Christian Reis (kiko)
Changed in xen:
importance: Undecided → Unknown
status: New → Unknown
Changed in xen:
status: Unknown → Confirmed
Revision history for this message
DeeKey (privateinf) wrote :

Same problem for me! :(

DomU's are not affected, but Dom0 starts to loose performance: It tak a lot of time to open application (even console), later the TCP/IP connection get lost.

The problem starts after I start HVM guest.

Revision history for this message
maxou (m-pierron) wrote :

I have a similar problem on opensuse 10.3/xen3.1 (up to date) running on dell PE860 (mono xeon 3230 quad core, 8GB ram, lsilogic raid0 sas 15K), my 2.6.22.12 xen X64 dom0 kernel freeze under parallel iperf loopback heavy load (with or without eth0/1 tg3 module loaded, and with or without xend running). It takes about 15min to freeze. This bug does not appear in non xen kernel. I really don't know what to do...
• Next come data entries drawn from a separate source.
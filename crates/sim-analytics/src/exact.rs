//! Exact nearest-rank quantile over an already-sorted slice, using the
//! `k = ceil(p/100 * n) - 1` rank definition shared by the monthly
//! analyzer's exact-quantile test fallback and the standalone `quantile`
//! CLI utility.

/// `sorted` must already be in ascending order. `p` is a percentage in
/// `(0, 100]`. Returns `None` for an empty slice.
pub fn quantile_at(sorted: &[f64], p: f64) -> Option<f64> {
    if sorted.is_empty() {
        return None;
    }
    let n = sorted.len();
    let mut k = ((p / 100.0) * n as f64).ceil() as isize - 1;
    if k < 0 {
        k = 0;
    }
    if k as usize >= n {
        k = n as isize - 1;
    }
    Some(sorted[k as usize])
}

/// Value -> percentile, matching `percentis2.py`'s default mode: exact
/// match within `tol` reports the 1-based position of the first
/// occurrence; otherwise an approximate percentile from the count below.
pub fn percentile_of(sorted: &[f64], value: f64, tol: f64) -> Option<(f64, bool)> {
    if sorted.is_empty() {
        return None;
    }
    let total = sorted.len();
    let count_lt = sorted.iter().filter(|&&x| x < value - tol).count();
    let count_eq = sorted
        .iter()
        .filter(|&&x| (x - value).abs() <= tol)
        .count();
    if count_eq > 0 {
        let pos = count_lt + 1;
        Some((pos as f64 / total as f64 * 100.0, true))
    } else {
        let count_below = sorted.iter().filter(|&&x| x < value).count();
        Some((count_below as f64 / total as f64 * 100.0, false))
    }
}

#[cfg(test)]
mod tests {
    use super::*;

    #[test]
    fn quantile_at_matches_nearest_rank() {
        let data: Vec<f64> = (1..=10).map(|x| x as f64).collect();
        assert_eq!(quantile_at(&data, 50.0), Some(5.0));
        assert_eq!(quantile_at(&data, 100.0), Some(10.0));
    }

    #[test]
    fn quantile_at_empty_is_none() {
        assert_eq!(quantile_at(&[], 50.0), None);
    }

    #[test]
    fn percentile_of_exact_match() {
        let data = vec![1.0, 2.0, 3.0, 4.0, 5.0];
        let (p, found) = percentile_of(&data, 3.0, 0.0).unwrap();
        assert!(found);
        assert_eq!(p, 60.0);
    }

    #[test]
    fn percentile_of_approximate_when_absent() {
        let data = vec![1.0, 2.0, 4.0, 5.0];
        let (p, found) = percentile_of(&data, 3.0, 0.0).unwrap();
        assert!(!found);
        assert_eq!(p, 50.0);
    }
}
Revision history for this message
Martin Emrich (emme) wrote :

If your hardware permits it, and opensuse still has the 2.6.18/2.6.19 xen kernel, try it. Since I went from 2.6.22.14 to 2.6.19-4 on ubuntu, all works well.

Revision history for this message
Henrik Nilsen Omma (henrik) wrote :

The Hardy Heron kernel was recently uploaded for testing. We'd really appreciate it if you could try testing with this newer kernel and verify if this issue still exists. Unfortunately, the Hardy Heron Alpha1 LiveCD was released with the older 2.6.22 kernel. You'll have to manually install the newer Hardy Heron kernel in order to test. This should not be the case for Alpha2. However, here are the instructions to install (if you choose to do so):

1) edit the file /etc/apt/sources.list and add the following line:

deb http://archive.ubuntu.com/ubuntu hardy main restricted

2) sudo apt-get update
3) sudo apt-get install linux-image-2.6.24-1-generic
4) reboot and select the new kernel from the grub menu

After you've tested, please feel free to revert back - ie boot into the old kernel, sudo apt-get remove linux-image-2.6.24-1-generic, and remove the line from /etc/apt/sources.list . Please update this report with your results. Thanks in advance!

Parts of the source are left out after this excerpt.